= What to work on =
Copy exactly, please, each line of the data below until the line that contains "a fixed delay" has been copied, beginning at the top.

(Collected data)
//! Trainer VM provisioning workflow
//!
//! `NotProvisioned -> Provisioning -> Provisioned -> Cloning -> Cloned`, with
//! `Failed` reachable from either in-flight state. Commands validate and move
//! the batch into the in-flight state synchronously, then hand the external
//! call to a background task. The task's completion only lands if the batch
//! still exists, still carries the same workflow generation, and is still in
//! the in-flight state it left behind.

use std::sync::Arc;
use std::time::Duration;

use async_trait::async_trait;
use serde::Serialize;

use crate::events::{EventBus, WorkflowEvent};
use crate::models::*;
use crate::store::EntityStore;
use crate::tasks::BackgroundTasks;
use crate::{Error, Result};

#[derive(Debug, Clone, PartialEq, Eq)]
pub struct ProvisionRequest {
    pub batch_id: String,
    pub batch_name: String,
    pub vm_type: VmType,
    pub templates: Vec<TemplateAssignment>,
}

#[derive(Debug, Clone, PartialEq, Eq)]
pub struct CloneRequest {
    pub batch_id: String,
    pub admin: VmInstance,
    pub count: u32,
}

/// External VM backend
#[cfg_attr(test, mockall::automock)]
#[async_trait]
pub trait Provisioner: Send + Sync {
    /// Bring up the trainer VM.
    async fn provision_admin(&self, request: ProvisionRequest) -> Result<VmInstance>;

    /// Duplicate the configured trainer VM `count` times.
    async fn clone_admin(&self, request: CloneRequest) -> Result<Vec<VmInstance>>;
}

/// Backend that always succeeds after a fixed delay
pub struct SimulatedProvisioner {
    provision_delay: Duration,
    clone_delay: Duration,
}

impl SimulatedProvisioner {
    pub fn new(provision_delay: Duration, clone_delay: Duration) -> Self {
        Self {
            provision_delay,
            clone_delay,
        }
    }
}

#[async_trait]
impl Provisioner for SimulatedProvisioner {
    async fn provision_admin(&self, request: ProvisionRequest) -> Result<VmInstance> {
        tokio::time::sleep(self.provision_delay).await;
        let base = request
            .templates
            .first()
            .map(|t| t.instance_name.trim().to_string())
            .unwrap_or_else(|| slug(&request.batch_name));
        Ok(VmInstance::new(format!("{}-trainer", base), InstanceRole::Admin))
    }

    async fn clone_admin(&self, request: CloneRequest) -> Result<Vec<VmInstance>> {
        tokio::time::sleep(self.clone_delay).await;
        let base = request.admin.name.trim_end_matches("-trainer");
        Ok((1..=request.count)
            .map(|n| VmInstance::new(format!("{}-{:02}", base, n), InstanceRole::Participant))
            .collect())
    }
}

fn slug(name: &str) -> String {
    let slug: String = name
        .trim()
        .to_ascii_lowercase()
        .chars()
        .map(|c| if c.is_ascii_alphanumeric() { c } else { '-' })
        .collect();
    slug.trim_matches('-').to_string()
}

/// Handle to the trainer VM console. The trainer configures the VM by hand;
/// nothing about the workflow changes.
#[derive(Debug, Clone, PartialEq, Eq, Serialize)]
pub struct ConsoleSession {
    pub batch_id: String,
    pub instance_id: String,
    pub instance_name: String,
}

pub struct ProvisioningWorkflow {
    store: Arc<EntityStore>,
    provisioner: Arc<dyn Provisioner>,
    tasks: Arc<BackgroundTasks>,
    events: EventBus,
}

impl ProvisioningWorkflow {
    pub(crate) fn new(
        store: Arc<EntityStore>,
        provisioner: Arc<dyn Provisioner>,
        tasks: Arc<BackgroundTasks>,
        events: EventBus,
    ) -> Self {
        Self {
            store,
            provisioner,
            tasks,
            events,
        }
    }

    /// Start provisioning the trainer VM. Valid from `NotProvisioned`, or
    /// from a failed provision as a retry.
    pub fn provision_admin(&self, batch_id: &str) -> Result<()> {
        self.tasks.ensure_running()?;

        let mut dispatch = None;
        self.store.update(batch_id, |batch| {
            let name = batch.name.clone();
            let config = batch.vm_config_mut()?;
            match &config.state {
                ProvisioningState::NotProvisioned
                | ProvisioningState::Failed {
                    stage: ProvisioningStage::Provision,
                    ..
                } => {}
                other => return Err(Error::invalid_state(other, "NotProvisioned")),
            }
            config.ensure_complete()?;

            config.state = ProvisioningState::Provisioning;
            dispatch = Some((
                config.generation,
                ProvisionRequest {
                    batch_id: batch_id.to_string(),
                    batch_name: name,
                    vm_type: config.vm_type,
                    templates: config.templates.clone(),
                },
            ));
            Ok(())
        })
        .inspect_err(|e| tracing::warn!(batch = %batch_id, error = %e, "Provision rejected"))?;

        let Some((generation, request)) = dispatch else {
            return Err(Error::VmConfigMissing(batch_id.to_string()));
        };

        tracing::info!(batch = %batch_id, generation, "Provisioning trainer VM");
        self.events.publish(WorkflowEvent::ProvisioningStarted {
            batch_id: batch_id.to_string(),
        });

        let store = self.store.clone();
        let events = self.events.clone();
        let provisioner = self.provisioner.clone();
        let target = batch_id.to_string();
        self.tasks.spawn(batch_id, move |cancel| async move {
            let outcome = tokio::select! {
                _ = cancel.cancelled() => {
                    tracing::debug!(batch = %target, "Provisioning cancelled");
                    return;
                }
                outcome = provisioner.provision_admin(request) => outcome,
            };
            complete_provision(&store, &events, &target, generation, outcome);
        });

        Ok(())
    }

    /// Open the trainer VM console. Requires a provisioned trainer VM.
    pub fn launch_console(&self, batch_id: &str) -> Result<ConsoleSession> {
        let batch = self.store.get_batch(batch_id)?;
        let config = batch.vm_config()?;
        if !config.state.admin_vm_provisioned() {
            tracing::warn!(batch = %batch_id, state = %config.state, "Console launch rejected");
            return Err(Error::invalid_state(&config.state, "Provisioned"));
        }
        let admin = config
            .admin_instance()
            .ok_or_else(|| Error::Provisioning(format!("batch {} has no trainer VM", batch_id)))?;

        let session = ConsoleSession {
            batch_id: batch_id.to_string(),
            instance_id: admin.id.clone(),
            instance_name: admin.name.clone(),
        };
        tracing::info!(batch = %batch_id, vm = %admin.name, "Trainer console launched");
        self.events.publish(WorkflowEvent::ConsoleLaunched {
            batch_id: batch_id.to_string(),
            instance_id: admin.id.clone(),
        });
        Ok(session)
    }

    /// Clone the trainer VM once per participant. Valid from `Provisioned`,
    /// or from a failed clone as a retry.
    pub fn clone_for_batch(&self, batch_id: &str) -> Result<()> {
        self.tasks.ensure_running()?;

        let mut dispatch = None;
        self.store.update(batch_id, |batch| {
            let config = batch.vm_config_mut()?;
            match &config.state {
                ProvisioningState::Provisioned
                | ProvisioningState::Failed {
                    stage: ProvisioningStage::Clone,
                    ..
                } => {}
                other => return Err(Error::invalid_state(other, "Provisioned")),
            }
            let admin = config
                .admin_instance()
                .cloned()
                .ok_or_else(|| Error::Provisioning("trainer VM record is missing".into()))?;

            config.state = ProvisioningState::Cloning;
            dispatch = Some((
                config.generation,
                CloneRequest {
                    batch_id: batch_id.to_string(),
                    admin,
                    count: config.participant_count,
                },
            ));
            Ok(())
        })
        .inspect_err(|e| tracing::warn!(batch = %batch_id, error = %e, "Clone rejected"))?;

        let Some((generation, request)) = dispatch else {
            return Err(Error::VmConfigMissing(batch_id.to_string()));
        };

        tracing::info!(batch = %batch_id, count = request.count, "Cloning trainer VM");
        self.events.publish(WorkflowEvent::CloningStarted {
            batch_id: batch_id.to_string(),
            count: request.count,
        });

        let store = self.store.clone();
        let events = self.events.clone();
        let provisioner = self.provisioner.clone();
        let target = batch_id.to_string();
        self.tasks.spawn(batch_id, move |cancel| async move {
            let outcome = tokio::select! {
                _ = cancel.cancelled() => {
                    tracing::debug!(batch = %target, "Cloning cancelled");
                    return;
                }
                outcome = provisioner.clone_admin(request) => outcome,
            };
            complete_clone(&store, &events, &target, generation, outcome);
        });

        Ok(())
    }

    /// Re-run whichever stage failed.
    pub fn retry(&self, batch_id: &str) -> Result<()> {
        let batch = self.store.get_batch(batch_id)?;
        let state = &batch.vm_config()?.state;
        match state.failed_stage() {
            Some(ProvisioningStage::Provision) => self.provision_admin(batch_id),
            Some(ProvisioningStage::Clone) => self.clone_for_batch(batch_id),
            None => Err(Error::invalid_state(state, "Failed")),
        }
    }

    /// Throw away the fleet and approvals and start the workflow over.
    /// Pending completions for the batch are cancelled, and any that slip
    /// through are discarded by the generation check.
    pub fn reset_workflow(&self, batch_id: &str) -> Result<()> {
        self.store.update(batch_id, |batch| {
            if batch.status == BatchStatus::Active {
                return Err(Error::invalid_state(batch.status, "Draft or AwaitingApproval"));
            }
            batch.vm_config_mut()?.reset_workflow();
            batch.status = BatchStatus::Draft;
            for student in batch.students.iter_mut() {
                student.vm_status = StudentVmStatus::Unset;
            }
            Ok(())
        })?;
        self.tasks.cancel_batch(batch_id);

        tracing::info!(batch = %batch_id, "Workflow reset");
        self.events.publish(WorkflowEvent::WorkflowReset {
            batch_id: batch_id.to_string(),
        });
        Ok(())
    }
}

fn in_flight<'a>(batch: &'a mut Batch, generation: u64, expected: &ProvisioningState) -> Option<&'a mut VmConfig> {
    batch
        .vm_config
        .as_mut()
        .filter(|c| c.generation == generation && &c.state == expected)
}

pub(crate) fn complete_provision(
    store: &EntityStore,
    events: &EventBus,
    batch_id: &str,
    generation: u64,
    outcome: Result<VmInstance>,
) {
    match outcome {
        Ok(instance) => {
            let instance_id = instance.id.clone();
            let applied = store.apply_if(batch_id, |batch| {
                let Some(config) = in_flight(batch, generation, &ProvisioningState::Provisioning) else {
                    return false;
                };
                config.instances.retain(|i| i.role != InstanceRole::Admin);
                config.instances.push(instance);
                config.state = ProvisioningState::Provisioned;
                true
            });
            if applied {
                tracing::info!(batch = %batch_id, vm = %instance_id, "Trainer VM provisioned");
                events.publish(WorkflowEvent::AdminVmProvisioned {
                    batch_id: batch_id.to_string(),
                    instance_id,
                });
            } else {
                tracing::debug!(batch = %batch_id, "Stale provisioning completion ignored");
            }
        }
        Err(e) => fail_stage(store, events, batch_id, generation, ProvisioningStage::Provision, e),
    }
}

pub(crate) fn complete_clone(
    store: &EntityStore,
    events: &EventBus,
    batch_id: &str,
    generation: u64,
    outcome: Result<Vec<VmInstance>>,
) {
    match outcome {
        Ok(clones) => {
            let count = clones.len();
            let applied = store.apply_if(batch_id, |batch| {
                let student_ids: Vec<String> = batch.students.iter().map(|s| s.id.clone()).collect();
                let Some(config) = in_flight(batch, generation, &ProvisioningState::Cloning) else {
                    return false;
                };
                config.instances.retain(|i| i.role != InstanceRole::Participant);

                let mut assigned = Vec::new();
                for (n, mut instance) in clones.into_iter().enumerate() {
                    instance.student_id = student_ids.get(n).cloned();
                    if let Some(id) = &instance.student_id {
                        assigned.push(id.clone());
                    }
                    config.instances.push(instance);
                }
                config.state = ProvisioningState::Cloned;

                for student in batch.students.iter_mut() {
                    if assigned.contains(&student.id) {
                        student.vm_status = StudentVmStatus::Running;
                    }
                }
                true
            });
            if applied {
                tracing::info!(batch = %batch_id, count, "Trainer VM cloned");
                events.publish(WorkflowEvent::Cloned {
                    batch_id: batch_id.to_string(),
                    count,
                });
            } else {
                tracing::debug!(batch = %batch_id, "Stale clone completion ignored");
            }
        }
        Err(e) => fail_stage(store, events, batch_id, generation, ProvisioningStage::Clone, e),
    }
}

fn fail_stage(
    store: &EntityStore,
    events: &EventBus,
    batch_id: &str,
    generation: u64,
    stage: ProvisioningStage,
    error: Error,
) {
    let expected = match stage {
        ProvisioningStage::Provision => ProvisioningState::Provisioning,
        ProvisioningStage::Clone => ProvisioningState::Cloning,
    };
    let reason = error.to_string();
    let applied = store.apply_if(batch_id, |batch| {
        let Some(config) = in_flight(batch, generation, &expected) else {
            return false;
        };
        config.state = ProvisioningState::Failed {
            stage,
            reason: reason.clone(),
        };
        true
    });
    if applied {
        tracing::warn!(batch = %batch_id, %stage, error = %reason, "Workflow stage failed");
        events.publish(WorkflowEvent::StageFailed {
            batch_id: batch_id.to_string(),
            stage,
            reason,
        });
    } else {
        tracing::debug!(batch = %batch_id, %stage, "Stale failure ignored");
    }
}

= Solution to the problem =
//! Trainer VM provisioning workflow
//!
//! `NotProvisioned -> Provisioning -> Provisioned -> Cloning -> Cloned`, with
//! `Failed` reachable from either in-flight state. Commands validate and move
//! the batch into the in-flight state synchronously, then hand the external
//! call to a background task. The task's completion only lands if the batch
//! still exists, still carries the same workflow generation, and is still in
//! the in-flight state it left behind.

use std::sync::Arc;
use std::time::Duration;

use async_trait::async_trait;
use serde::Serialize;

use crate::events::{EventBus, WorkflowEvent};
use crate::models::*;
use crate::store::EntityStore;
use crate::tasks::BackgroundTasks;
use crate::{Error, Result};

#[derive(Debug, Clone, PartialEq, Eq)]
pub struct ProvisionRequest {
    pub batch_id: String,
    pub batch_name: String,
    pub vm_type: VmType,
    pub templates: Vec<TemplateAssignment>,
}

#[derive(Debug, Clone, PartialEq, Eq)]
pub struct CloneRequest {
    pub batch_id: String,
    pub admin: VmInstance,
    pub count: u32,
}

/// External VM backend
#[cfg_attr(test, mockall::automock)]
#[async_trait]
pub trait Provisioner: Send + Sync {
    /// Bring up the trainer VM.
    async fn provision_admin(&self, request: ProvisionRequest) -> Result<VmInstance>;

    /// Duplicate the configured trainer VM `count` times.
    async fn clone_admin(&self, request: CloneRequest) -> Result<Vec<VmInstance>>;
}

/// Backend that always succeeds after a fixed delay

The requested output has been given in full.